“I think a lot of adventure games in the nineties, the puzzles just got to be arbitrary. Players knew there were no rules, so they were just trying random stuff because there were no rules to follow,” says Gilbert.
Poor puzzle design didn’t go away when seven verbs were taken out back behind the LucasArts headquarters and summarily shot. Poor design is still a hallmark of the point-and-click genre. “Adventure Game Logic” or “Moon Logic.” You know: Combine the wood block with the razor to get paper, take that paper and combine it with the squid to get a receipt for a silk scarf to dry the tears you’ve begun to cry because these puzzles are stupid.
In a verb-based system, trying to “Give Man The Toothbrush” is very different from trying to “Use Toothbrush On Man,” and there are different responses for both.
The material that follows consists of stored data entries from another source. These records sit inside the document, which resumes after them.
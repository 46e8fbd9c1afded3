//! Name normalization and similarity scoring.
//!
//! Both the local ranking index and remote search scoring compare names in
//! normalized form, so "Tzolk'in" and "tzolkin" or "Café & Co." and
//! "cafe and co" compare equal.

use unicode_normalization::UnicodeNormalization;
use unicode_normalization::char::is_combining_mark;

/// Score given when the query's words appear, in order and contiguously,
/// inside the candidate's name ("descent" in "descent legends of the dark").
pub const CONTAINMENT_SCORE: f64 = 0.85;

/// Score given when the candidate's name is a contiguous run inside the
/// query ("azul" in "azul duel"). Sits between the default low and medium
/// thresholds: never a confident match, at best one to review.
pub const PARTIAL_NAME_SCORE: f64 = 0.65;

/// Normalize a game name for comparison.
///
/// Decomposes accented letters and drops the marks, folds a few letters that
/// don't decompose, lowercases, spells `&` as "and", removes apostrophes, and
/// collapses every other run of non-alphanumeric characters to one space.
///
/// ```
/// use tabletop_catalog::normalize_name;
///
/// assert_eq!(normalize_name("Café & Co."), "cafe and co");
/// assert_eq!(normalize_name("  Tzolk'in: The Mayan Calendar "), "tzolkin the mayan calendar");
/// ```
pub fn normalize_name(name: &str) -> String {
    let mut folded = String::with_capacity(name.len());

    for c in name.nfd() {
        if is_combining_mark(c) {
            continue;
        }
        match c {
            '\'' | '\u{2019}' | '\u{2018}' | '`' => {}
            '&' => folded.push_str(" and "),
            'ß' => folded.push_str("ss"),
            'æ' | 'Æ' => folded.push_str("ae"),
            'œ' | 'Œ' => folded.push_str("oe"),
            'ø' | 'Ø' => folded.push('o'),
            'ł' | 'Ł' => folded.push('l'),
            'đ' | 'Đ' => folded.push('d'),
            'þ' | 'Þ' => folded.push_str("th"),
            c if c.is_alphanumeric() => folded.extend(c.to_lowercase()),
            _ => folded.push(' '),
        }
    }

    folded.split_whitespace().collect::<Vec<_>>().join(" ")
}

/// Similarity of a query to a candidate name, both already normalized, in
/// `[0, 1]`. Not symmetric.
///
/// Identical names score exactly 1.0 and nothing else does. Otherwise the
/// score is the larger of normalized Levenshtein similarity and a
/// containment score: [`CONTAINMENT_SCORE`] when the query's words form a
/// contiguous run inside the candidate, [`PARTIAL_NAME_SCORE`] when the
/// candidate's words form one inside the query.
pub fn similarity(query: &str, candidate: &str) -> f64 {
    if query.is_empty() || candidate.is_empty() {
        return 0.0;
    }
    if query == candidate {
        return 1.0;
    }

    let edit = strsim::normalized_levenshtein(query, candidate).min(0.999);
    let contained = if contains_words(candidate, query) {
        CONTAINMENT_SCORE
    } else if contains_words(query, candidate) {
        PARTIAL_NAME_SCORE
    } else {
        0.0
    };
    edit.max(contained)
}

fn contains_words(haystack: &str, needle: &str) -> bool {
    let hay: Vec<&str> = haystack.split(' ').collect();
    let needle: Vec<&str> = needle.split(' ').collect();
    needle.len() < hay.len() && hay.windows(needle.len()).any(|w| w == needle.as_slice())
}

#[cfg(test)]
mod tests {
    use super::*;

    #[test]
    fn strips_diacritics_and_folds_letters() {
        assert_eq!(normalize_name("Ørléans"), "orleans");
        assert_eq!(normalize_name("Straße"), "strasse");
        assert_eq!(normalize_name("Łódź"), "lodz");
    }

    #[test]
    fn punctuation_collapses_to_single_spaces() {
        assert_eq!(normalize_name("Star Wars: Rebellion -- 2nd ed."), "star wars rebellion 2nd ed");
        assert_eq!(normalize_name("?!"), "");
    }

    #[test]
    fn identical_names_score_one() {
        assert_eq!(similarity("catan", "catan"), 1.0);
        assert!(similarity("catan", "catans") < 1.0);
    }

    #[test]
    fn empty_names_score_zero() {
        assert_eq!(similarity("", "catan"), 0.0);
        assert_eq!(similarity("catan", ""), 0.0);
    }

    #[test]
    fn contained_words_score_containment() {
        let s = similarity("descent", "descent legends of the dark");
        assert!((s - CONTAINMENT_SCORE).abs() < f64::EPSILON);
        // Partial words don't count.
        assert!(similarity("scent", "descent legends of the dark") < CONTAINMENT_SCORE);
    }

    #[test]
    fn shorter_candidate_inside_query_scores_partial() {
        let s = similarity("azul duel", "azul");
        assert!((s - PARTIAL_NAME_SCORE).abs() < f64::EPSILON);
        assert!(similarity("azul", "azul duel") > s);
    }

    #[test]
    fn unrelated_names_score_low() {
        let s = similarity(&normalize_name("asdkjf12390"), &normalize_name("Catan"));
        assert!(s < 0.55);
    }
}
A Use/Look system strips out complexity, inferring what you probably meant to do based on the needs of the story. Which isn’t necessarily bad. The designer simply doesn’t have as much room for flavor-text and hidden gags.
Follow that line of thinking through twenty or so years of design evolution and you end up with modern point-and-clicks, where wrong answers rarely lead to anything interesting.
Not that Thimbleweed Park doesn’t have to make concessions to 2016. “I think one of the things you need to do, especially with more modern gamers, is you need to be clear about what you expect them to do. You need to give them good focus and direction on things. You can’t just push them in the pool and expect them to swim like we could back then,” says Gilbert.
Thus Thimbleweed Park features a system whereby each time you talk to characters they’ll give you more information about what you’re supposed to do next. An in-universe hint system, of sorts, built into the fantasy.
Still, it’s one of the most decidedly-retro games to come out of the Kickstarter scene. With Double Fine steadily pumping out HD updates of the old LucasArts games (Day of the Tentacle hits Steam today by the way), Thimbleweed Park looks like it could’ve arisen from the same initiative—like someone at Disney pulled a floppy disk off a shelf and oh, there’s a new Ron Gilbert game. Dust it off and put it on Steam.
Better brush up on your verbs. Thimbleweed Park is scheduled to release sometime this summer.